As a preliminary matter, before addressing the relevance of partition ration evidence to challenge the basic fact underlying the presumption of being under the influence, we consider whether the statutory breath alcohol presumption is consistent with due process.
“Inferences and presumptions are a staple of our adversary system of factfinding. It is often necessary for the trier of fact to determine the existence of an element of the crime—that is, an ‘ultimate’ or ‘elemental’ fact—from the existence of one or more ‘evidentiary’ or ‘basic’ facts. [Citations.] The value of these evidentiary devices, and their validity under the Due Process Clause, vary from case to case, however, depending on the strength of the connection between the particular basic and elemental facts involved and on the degree to which the device curtails the factfinder’s freedom to assess the evidence independently. . . . [¶] The most common evidentiary device is the entirely permissive inference or presumption, which allows—but does not require—the trier of fact to infer the elemental fact from proof by the prosecutor of the basic one and that places no burden of any kind on the defendant. [Citation.] In that situation the basic fact may constitute prima facie evidence of the elemental fact. . . . Because this permissive presumption leaves the trier of fact free to credit or reject the inference and does not shift the burden of proof, it affects the application of the ‘beyond a reasonable doubt’ standard only if, under the facts of the case, there is no rational way the trier could make the connection permitted by the inference.” (Ulster County Court v. Allen (1979) 442 U.S. 140, 156-157 [99 S.Ct. 2213, 60 L.Ed.2d 777].)

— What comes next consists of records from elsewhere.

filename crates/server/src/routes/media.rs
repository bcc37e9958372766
//! Media library and raw bucket helpers.

use axum::{
    extract::State,
    http::StatusCode,
    Json,
};
use serde::Deserialize;
use tracing::info;
use uuid::Uuid;

use models::media_library;
use service::media_service::{self, MediaUpload, SyncReport};
use service::storage::{Bucket, ObjectInfo, StoredObject};

use crate::errors::JsonApiError;
use crate::extract::{ApiJson, ApiMultipart, ApiPath, ApiQuery};
use crate::routes::auth::ServerState;

#[derive(Debug, Deserialize, utoipa::IntoParams)]
#[into_params(parameter_in = Query)]
pub struct BucketQuery {
    pub bucket: Option<String>,
}

#[derive(Debug, Deserialize, utoipa::IntoParams)]
#[into_params(parameter_in = Query)]
pub struct PrefixQuery {
    pub prefix: Option<String>,
}

#[derive(Debug, Deserialize, utoipa::ToSchema)]
pub struct AltTextUpdate {
    pub alt_text: Option<String>,
}

#[derive(Debug, Deserialize, utoipa::ToSchema)]
pub struct TransferRequest {
    pub from: String,
    pub to: String,
}

fn parse_bucket(raw: &str) -> Result<Bucket, JsonApiError> {
    Ok(raw.parse::<Bucket>()?)
}

fn multipart_error(e: axum::extract::multipart::MultipartError) -> JsonApiError {
    let status = e.status();
    if status == StatusCode::PAYLOAD_TOO_LARGE {
        JsonApiError::new(status, "Payload Too Large", Some(e.body_text()))
    } else {
        JsonApiError::bad_request(e.body_text())
    }
}

#[utoipa::path(get, path = "/admin/media", tag = "admin", params(BucketQuery), responses((status = 200, description = "Tracked media, newest first")))]
pub async fn list_media(State(state): State<ServerState>, ApiQuery(q): ApiQuery<BucketQuery>) -> Result<Json<Vec<media_library::Model>>, JsonApiError> {
    let bucket = q.bucket.as_deref().filter(|b| !b.is_empty()).map(parse_bucket).transpose()?;
    Ok(Json(media_service::list_media(&state.db, bucket).await?))
}

pub async fn get_media(State(state): State<ServerState>, ApiPath(id): ApiPath<Uuid>) -> Result<Json<media_library::Model>, JsonApiError> {
    Ok(Json(media_service::get_media(&state.db, id).await?))
}

/// Multipart fields: `bucket`, optional `prefix` and `alt_text`, and `file`.
#[utoipa::path(post, path = "/admin/media", tag = "admin", responses((status = 201, description = "Stored and tracked"), (status = 400, description = "Bad form or file type"), (status = 413, description = "File too large")))]
pub async fn upload_media(State(state): State<ServerState>, ApiMultipart(mut form): ApiMultipart) -> Result<(StatusCode, Json<media_library::Model>), JsonApiError> {
    let mut bucket = None;
    let mut prefix = None;
    let mut alt_text = None;
    let mut file: Option<(String, Option<String>, Vec<u8>)> = None;

    while let Some(field) = form.next_field().await.map_err(multipart_error)? {
        let name = field.name().unwrap_or_default().to_string();
        match name.as_str() {
            "bucket" => bucket = Some(parse_bucket(field.text().await.map_err(multipart_error)?.trim())?),
            "prefix" => prefix = Some(field.text().await.map_err(multipart_error)?),
            "alt_text" => alt_text = Some(field.text().await.map_err(multipart_error)?),
            "file" => {
                let name = field.file_name().unwrap_or("upload.bin").to_string();
                let content_type = field.content_type().map(str::to_string);
                let bytes = field.bytes().await.map_err(multipart_error)?;
                file = Some((name, content_type, bytes.to_vec()));
            }
            _ => {}
        }
    }

    let bucket = bucket.ok_or_else(|| JsonApiError::bad_request("bucket field required"))?;
    let (original_name, content_type, bytes) = file.ok_or_else(|| JsonApiError::bad_request("file field required"))?;
    // browsers send octet-stream for unknown types; let the extension decide
    let content_type = content_type.filter(|ct| ct != "application/octet-stream");
    let row = media_service::upload_media(
        &state.db,
        state.store.as_ref(),
        MediaUpload { bucket, prefix, original_name, content_type, alt_text, bytes },
    )
    .await?;
    Ok((StatusCode::CREATED, Json(row)))
}

#[utoipa::path(patch, path = "/admin/media/{id}", tag = "admin", params(("id" = Uuid, Path, description = "Media id")), request_body = AltTextUpdate, responses((status = 200, description = "Updated"), (status = 404, description = "Not Found")))]
pub async fn update_alt_text(
    State(state): State<ServerState>,
    ApiPath(id): ApiPath<Uuid>,
    ApiJson(body): ApiJson<AltTextUpdate>,
) -> Result<Json<media_library::Model>, JsonApiError> {
    Ok(Json(media_service::update_media_alt_text(&state.db, id, body.alt_text).await?))
}

#[utoipa::path(delete, path = "/admin/media/{id}", tag = "admin", params(("id" = Uuid, Path, description = "Media id")), responses((status = 204, description = "Deleted"), (status = 404, description = "Not Found")))]
pub async fn delete_media(State(state): State<ServerState>, ApiPath(id): ApiPath<Uuid>) -> Result<StatusCode, JsonApiError> {
    media_service::delete_media(&state.db, state.store.as_ref(), id).await?;
    Ok(StatusCode::NO_CONTENT)
}

/// One bucket with `?bucket=`, otherwise every bucket.
#[utoipa::path(post, path = "/admin/media/sync", tag = "admin", params(BucketQuery), responses((status = 200, description = "Per-bucket sync reports")))]
pub async fn sync_media(State(state): State<ServerState>, ApiQuery(q): ApiQuery<BucketQuery>) -> Result<Json<Vec<SyncReport>>, JsonApiError> {
    let reports = match q.bucket.as_deref().filter(|b| !b.is_empty()) {
        Some(raw) => vec![media_service::sync_bucket(&state.db, state.store.as_ref(), parse_bucket(raw)?).await?],
        None => media_service::sync_all_buckets(&state.db, state.store.as_ref()).await?,
    };
    info!(buckets = reports.len(), inserted = reports.iter().map(|r| r.inserted).sum::<usize>(), "media sync finished");
    Ok(Json(reports))
}

#[utoipa::path(get, path = "/admin/storage/{bucket}", tag = "admin", params(("bucket" = String, Path, description = "Bucket name"), PrefixQuery), responses((status = 200, description = "Objects sorted by path"), (status = 404, description = "Unknown bucket")))]
pub async fn list_objects(
    State(state): State<ServerState>,
    ApiPath(bucket): ApiPath<String>,
    ApiQuery(q): ApiQuery<PrefixQuery>,
) -> Result<Json<Vec<ObjectInfo>>, JsonApiError> {
    let bucket = parse_bucket(&bucket)?;
    Ok(Json(state.store.list(bucket, q.prefix.as_deref()).await?))
}

/// `POST /admin/storage/{bucket}/copy|move` with `{from, to}`.
#[utoipa::path(post, path = "/admin/storage/{bucket}/{op}", tag = "admin", params(("bucket" = String, Path, description = "Bucket name"), ("op" = String, Path, description = "copy | move")), request_body = TransferRequest, responses((status = 200, description = "Destination object"), (status = 404, description = "Source missing"), (status = 409, description = "Destination exists")))]
pub async fn transfer_object(
    State(state): State<ServerState>,
    ApiPath((bucket, op)): ApiPath<(String, String)>,
    ApiJson(req): ApiJson<TransferRequest>,
) -> Result<Json<StoredObject>, JsonApiError> {
    let bucket = parse_bucket(&bucket)?;
    let out = match op.as_str() {
        "copy" => state.store.copy(bucket, &req.from, &req.to).await?,
        "move" => state.store.move_object(bucket, &req.from, &req.to).await?,
        other => return Err(JsonApiError::not_found(format!("unknown storage operation '{other}'"))),
    };
    info!(%bucket, %op, from = %req.from, to = %out.path, "object transferred");
    Ok(Json(out))
}

#[utoipa::path(delete, path = "/admin/storage/{bucket}/{path}", tag = "admin", params(("bucket" = String, Path, description = "Bucket name"), ("path" = String, Path, description = "Object path")), responses((status = 204, description = "Deleted"), (status = 404, description = "Not Found")))]
pub async fn delete_object(State(state): State<ServerState>, ApiPath((bucket, path)): ApiPath<(String, String)>) -> Result<StatusCode, JsonApiError> {
    let bucket = parse_bucket(&bucket)?;
    if !state.store.delete(bucket, &path).await? {
        return Err(JsonApiError::not_found(format!("object not found: {path}")));
    }
    Ok(StatusCode::NO_CONTENT)
}
use axum::{
    extract::State,
    http::header,
    response::IntoResponse,
};
use tracing::info;

use service::errors::ServiceError;
use service::{category_service, export, product_service};

use crate::errors::JsonApiError;
use crate::routes::auth::ServerState;

const XLSX_MIME: &str = "application/vnd.openxmlformats-officedocument.spreadsheetml.sheet";

#[utoipa::path(get, path = "/admin/export/products.xlsx", tag = "admin", responses((status = 200, description = "XLSX workbook", content_type = "application/vnd.openxmlformats-officedocument.spreadsheetml.sheet")))]
pub async fn export_products(State(state): State<ServerState>) -> Result<impl IntoResponse, JsonApiError> {
    let products = product_service::list_products(&state.db).await?;
    let categories = category_service::list_categories(&state.db).await?;
    let count = products.len();
    let bytes = tokio::task::spawn_blocking(move || export::export_products_xlsx(&products, &categories))
        .await
        .map_err(|e| ServiceError::Export(e.to_string()))??;
    info!(products = count, size = bytes.len(), "products exported");
    let filename = format!("products-{}.xlsx", chrono::Utc::now().format("%Y%m%d"));
    Ok((
        [
            (header::CONTENT_TYPE, XLSX_MIME.to_string()),
            (header::CONTENT_DISPOSITION, format!("attachment; filename=\"{filename}\"")),
        ],
        bytes,
    ))
}
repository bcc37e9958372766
pub mod seaorm;

pub use seaorm::SeaOrmAuthRepository;
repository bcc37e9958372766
use chrono::Utc;
use sea_orm::{ActiveModelTrait, ColumnTrait, DatabaseConnection, EntityTrait, PaginatorTrait, QueryFilter, Set};
use uuid::Uuid;

use models::{admin_credentials, admin_user};

use crate::auth::domain::{AuthUser, Credentials};
use crate::auth::errors::AuthError;
use crate::auth::repository::AuthRepository;

pub struct SeaOrmAuthRepository {
    pub db: DatabaseConnection,
}

impl SeaOrmAuthRepository {
    pub fn new(db: DatabaseConnection) -> Self { Self { db } }
}

fn to_domain(u: admin_user::Model) -> AuthUser {
    AuthUser { id: u.id, email: u.email, name: u.name }
}

#[async_trait::async_trait]
impl AuthRepository for SeaOrmAuthRepository {
    async fn find_user_by_email(&self, email: &str) -> Result<Option<AuthUser>, AuthError> {
        let res = admin_user::Entity::find()
            .filter(admin_user::Column::Email.eq(email.to_string()))
            .one(&self.db)
            .await
            .map_err(|e| AuthError::Repository(e.to_string()))?;
        Ok(res.map(to_domain))
    }

    async fn find_user_by_id(&self, id: Uuid) -> Result<Option<AuthUser>, AuthError> {
        let res = admin_user::Entity::find_by_id(id)
            .one(&self.db)
            .await
            .map_err(|e| AuthError::Repository(e.to_string()))?;
        Ok(res.map(to_domain))
    }

    async fn count_users(&self) -> Result<u64, AuthError> {
        admin_user::Entity::find()
            .count(&self.db)
            .await
            .map_err(|e| AuthError::Repository(e.to_string()))
    }

    async fn create_user(&self, email: &str, name: &str) -> Result<AuthUser, AuthError> {
        let am = admin_user::ActiveModel {
            id: Set(Uuid::new_v4()),
            email: Set(email.to_string()),
            name: Set(name.to_string()),
            created_at: Set(Utc::now().into()),
        };
        let created = am.insert(&self.db).await.map_err(|e| match e.sql_err() {
            Some(sea_orm::SqlErr::UniqueConstraintViolation(_)) => AuthError::Conflict,
            _ => AuthError::Repository(e.to_string()),
        })?;
        Ok(to_domain(created))
    }

    async fn get_credentials(&self, user_id: Uuid) -> Result<Option<Credentials>, AuthError> {
        let res = admin_credentials::Entity::find()
            .filter(admin_credentials::Column::UserId.eq(user_id))
            .one(&self.db)
            .await
            .map_err(|e| AuthError::Repository(e.to_string()))?;
        Ok(res.map(|c| Credentials { user_id: c.user_id, password_hash: c.password_hash, password_algorithm: c.password_algorithm }))
    }

    async fn upsert_password(&self, user_id: Uuid, password_hash: String, password_algorithm: String) -> Result<Credentials, AuthError> {
        let c = admin_credentials::upsert_password(&self.db, user_id, password_hash, &password_algorithm)
            .await
            .map_err(|e| AuthError::Repository(e.to_string()))?;
        Ok(Credentials { user_id: c.user_id, password_hash: c.password_hash, password_algorithm: c.password_algorithm })
    }
}
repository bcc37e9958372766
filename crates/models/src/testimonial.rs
use sea_orm::entity::prelude::*;
use serde::{Deserialize, Serialize};

use crate::errors::ModelError;
use crate::validation;

#[derive(Clone, Debug, PartialEq, DeriveEntityModel, Serialize, Deserialize)]
#[sea_orm(table_name = "testimonials")]
pub struct Model {
    #[sea_orm(primary_key, auto_increment = false)]
    pub id: Uuid,
    pub customer_name: String,
    pub customer_title: Option<String>,
    #[sea_orm(column_type = "Text")]
    pub content: String,
    pub rating: i16,
    pub avatar_url: Option<String>,
    pub is_active: bool,
    pub created_at: DateTimeWithTimeZone,
}

#[derive(Copy, Clone, Debug, EnumIter, DeriveRelation)]
pub enum Relation {}

impl ActiveModelBehavior for ActiveModel {}

pub fn validate_customer_name(name: &str) -> Result<String, ModelError> {
    validation::required_text("customer_name", name, 128)
}

pub fn validate_rating(rating: i16) -> Result<i16, ModelError> {
    if !(1..=5).contains(&rating) {
        return Err(ModelError::Validation("rating must be between 1 and 5".into()));
    }
    Ok(rating)
}
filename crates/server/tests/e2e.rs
use std::net::SocketAddr;

use migration::MigratorTrait;
use reqwest::StatusCode;
use serde_json::{json, Value};
use tokio::net::TcpListener;
use uuid::Uuid;

use server::startup::{build_app, build_state};
use service::auth::domain::RegisterInput;

struct TestApp {
    base_url: String,
    email: String,
    password: String,
}

fn db_tests_enabled() -> bool {
    std::env::var("SKIP_DB_TESTS").is_err() && std::env::var("DATABASE_URL").is_ok()
}

async fn start_server() -> anyhow::Result<TestApp> {
    let db = models::db::connect().await?;
    migration::Migrator::up(&db, None).await?;

    let mut cfg = configs::AppConfig::default();
    cfg.storage.root = std::env::temp_dir()
        .join(format!("batik-e2e-{}", Uuid::new_v4()))
        .to_string_lossy()
        .to_string();
    cfg.auth.jwt_secret = "e2e-secret-0123456789abcdef".into();
    let state = build_state(&cfg, db);
    state.store.ensure_buckets().await?;

    let email = format!("admin_{}@batik.test", Uuid::new_v4().simple());
    let password = "S3curePass!".to_string();
    state
        .auth
        .register(RegisterInput { email: email.clone(), name: "Admin".into(), password: password.clone() })
        .await?;

    let app = build_app(state);
    let listener = TcpListener::bind((std::net::Ipv4Addr::LOCALHOST, 0)).await?;
    let addr: SocketAddr = listener.local_addr()?;
    tokio::spawn(async move {
        if let Err(e) = axum::serve(listener, app).await {
            eprintln!("server error: {}", e);
        }
    });

    Ok(TestApp { base_url: format!("http://{}", addr), email, password })
}

fn client() -> reqwest::Client {
    reqwest::Client::builder()
        .cookie_store(true)
        .build()
        .expect("reqwest client")
}

#[tokio::test]
async fn e2e_login_cookie_and_logout() -> anyhow::Result<()> {
    if !db_tests_enabled() { return Ok(()); }
    let app = start_server().await?;
    let c = client();

    let res = c
        .post(format!("{}/auth/login", app.base_url))
        .json(&json!({"email": app.email.to_uppercase(), "password": "wrong-password"}))
        .send()
        .await?;
    assert_eq!(res.status(), StatusCode::UNAUTHORIZED);

    let res = c
        .post(format!("{}/auth/login", app.base_url))
        .json(&json!({"email": app.email, "password": app.password}))
        .send()
        .await?;
    assert_eq!(res.status(), StatusCode::OK);
    let body: Value = res.json().await?;
    assert!(body["token"].as_str().is_some_and(|t| !t.is_empty()));

    // cookie session carries over
    let me: Value = c.get(format!("{}/auth/me", app.base_url)).send().await?.json().await?;
    assert_eq!(me["email"], app.email.as_str());
    assert_eq!(c.get(format!("{}/admin/categories", app.base_url)).send().await?.status(), StatusCode::OK);

    let res = c.post(format!("{}/auth/logout", app.base_url)).send().await?;
    assert_eq!(res.status(), StatusCode::NO_CONTENT);
    assert_eq!(c.get(format!("{}/admin/categories", app.base_url)).send().await?.status(), StatusCode::UNAUTHORIZED);
    Ok(())
}

#[tokio::test]
async fn e2e_catalog_flow() -> anyhow::Result<()> {
    if !db_tests_enabled() { return Ok(()); }
    let app = start_server().await?;
    let c = client();
    let res = c
        .post(format!("{}/auth/login", app.base_url))
        .json(&json!({"email": app.email, "password": app.password}))
        .send()
        .await?;
    assert_eq!(res.status(), StatusCode::OK);

    let tag = Uuid::new_v4().simple().to_string();
    let category_slug = format!("kain-{}", &tag[..8]);
    let res = c
        .post(format!("{}/admin/categories", app.base_url))
        .json(&json!({"name": format!("Kain {}", &tag[..8]), "slug": category_slug}))
        .send()
        .await?;
    assert_eq!(res.status(), StatusCode::CREATED);
    let category: Value = res.json().await?;

    let product_slug = format!("parang-{}", &tag[..8]);
    let res = c
        .post(format!("{}/admin/products", app.base_url))
        .json(&json!({
            "name": format!("Batik Parang {}", &tag[..8]),
            "slug": product_slug,
            "price": 250000,
            "stock": 3,
            "category_id": category["id"],
        }))
        .send()
        .await?;
    assert_eq!(res.status(), StatusCode::CREATED);
    let product: Value = res.json().await?;

    // same slug again
    let res = c
        .post(format!("{}/admin/products", app.base_url))
        .json(&json!({"name": "Duplicate", "slug": product_slug, "price": 1000}))
        .send()
        .await?;
    assert_eq!(res.status(), StatusCode::CONFLICT);

    let page: Value = c
        .get(format!("{}/api/products?category={}&in_stock=true", app.base_url, category_slug))
        .send()
        .await?
        .json()
        .await?;
    assert_eq!(page["total"], 1);
    assert_eq!(page["items"][0]["slug"], product_slug.as_str());

    let page: Value = c
        .get(format!("{}/api/products?category=no-such-{}", app.base_url, tag))
        .send()
        .await?
        .json()
        .await?;
    assert_eq!(page["total"], 0);

    let res = c
        .post(format!("{}/admin/products/{}/stock", app.base_url, product["id"].as_str().unwrap_or_default()))
        .json(&json!({"delta": -5}))
        .send()
        .await?;
    assert_eq!(res.status(), StatusCode::BAD_REQUEST);

    let res = c.get(format!("{}/admin/export/products.xlsx", app.base_url)).send().await?;
    assert_eq!(res.status(), StatusCode::OK);
    let bytes = res.bytes().await?;
    assert!(bytes.starts_with(b"PK"));

    let res = c
        .delete(format!("{}/admin/categories/{}", app.base_url, category["id"].as_str().unwrap_or_default()))
        .send()
        .await?;
    assert_eq!(res.status(), StatusCode::NO_CONTENT);
    let res = c
        .delete(format!("{}/admin/products/{}", app.base_url, product["id"].as_str().unwrap_or_default()))
        .send()
        .await?;
    assert_eq!(res.status(), StatusCode::NO_CONTENT);
    let res = c.get(format!("{}/api/products/{}", app.base_url, product_slug)).send().await?;
    assert_eq!(res.status(), StatusCode::NOT_FOUND);
    Ok(())
}
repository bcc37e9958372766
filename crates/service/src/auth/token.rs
use chrono::{Duration, Utc};
use jsonwebtoken::{decode, encode, Algorithm, DecodingKey, EncodingKey, Header, Validation};

use super::domain::{AuthUser, Claims};
use super::errors::AuthError;

/// Name of the HttpOnly cookie carrying the session token.
pub const AUTH_COOKIE: &str = "auth_token";

/// Sign an HS256 token for `user`, valid for `ttl_hours`.
pub fn issue_token(user: &AuthUser, secret: &str, ttl_hours: i64) -> Result<(String, Claims), AuthError> {
    let now = Utc::now();
    let claims = Claims {
        sub: user.email.clone(),
        uid: user.id,
        iat: now.timestamp(),
        exp: (now + Duration::hours(ttl_hours)).timestamp(),
    };
    let token = encode(&Header::new(Algorithm::HS256), &claims, &EncodingKey::from_secret(secret.as_bytes()))
        .map_err(|e| AuthError::TokenError(e.to_string()))?;
    Ok((token, claims))
}

/// Check signature and expiry.
pub fn verify_token(token: &str, secret: &str) -> Result<Claims, AuthError> {
    let validation = Validation::new(Algorithm::HS256);
    decode::<Claims>(token, &DecodingKey::from_secret(secret.as_bytes()), &validation)
        .map(|data| data.claims)
        .map_err(|e| AuthError::TokenError(e.to_string()))
}

#[cfg(test)]
mod tests {
    use super::*;
    use uuid::Uuid;

    const SECRET: &str = "test-secret-0123456789";

    fn admin() -> AuthUser {
        AuthUser { id: Uuid::new_v4(), email: "admin@batik.test".into(), name: "Admin".into() }
    }

    #[test]
    fn issued_token_verifies() {
        let user = admin();
        let (token, claims) = issue_token(&user, SECRET, 12).unwrap();
        let decoded = verify_token(&token, SECRET).unwrap();
        assert_eq!(decoded, claims);
        assert_eq!(decoded.uid, user.id);
        assert_eq!(decoded.exp - decoded.iat, 12 * 3600);
    }

    #[test]
    fn wrong_secret_and_expired_are_rejected() {
        let (token, _) = issue_token(&admin(), SECRET, 12).unwrap();
        assert!(matches!(verify_token(&token, "another-secret-98765"), Err(AuthError::TokenError(_))));

        let (expired, _) = issue_token(&admin(), SECRET, -2).unwrap();
        assert!(verify_token(&expired, SECRET).is_err());
        assert!(verify_token("not.a.jwt", SECRET).is_err());
    }
}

As set forth above, section 23610 provides for a presumption in generic DUI cases by which a person “shall be presumed” to be “under the influence of an alcoholic beverage” when “the amount of alcohol in the person’s blood at the time of the test as shown by chemical analysis of that person’s blood, breath, or urine” is 0.08 percent or more, by weight, of alcohol in the person’s blood. (§ 23610, subd. (a)(3).) Although section 23610 provides that the presumptions affect “the burden of proof” and employs the mandatory phrase, “shall be presumed” (§ 23610, subd. (a)), in order to save the statute from creating an unconstitutional mandatory presumption, it has been interpreted as creating merely a permissive inference that the trier of fact is free to credit or reject. (See People v. Milham (1984) 159 Cal.App.3d 487, 501-505.) Accordingly, CALJIC No. 12.61 provides: “If the evidence establishes beyond a reasonable doubt that at the time of the chemical analysis of the defendant’s blood, breath or urine, there was 0.08 percent or more by weight of alcohol in the defendant’s blood, you may, but are not required to, infer that the defendant was under the influence of an alcoholic beverage at the time of the alleged offense.” (Italics added.) (See also Judicial Council of Cal. Crim. Jury Instns. (2006-2007), CALCRIM No. 2110 [“you may, but are not required to, conclude that the defendant was under the influence”].)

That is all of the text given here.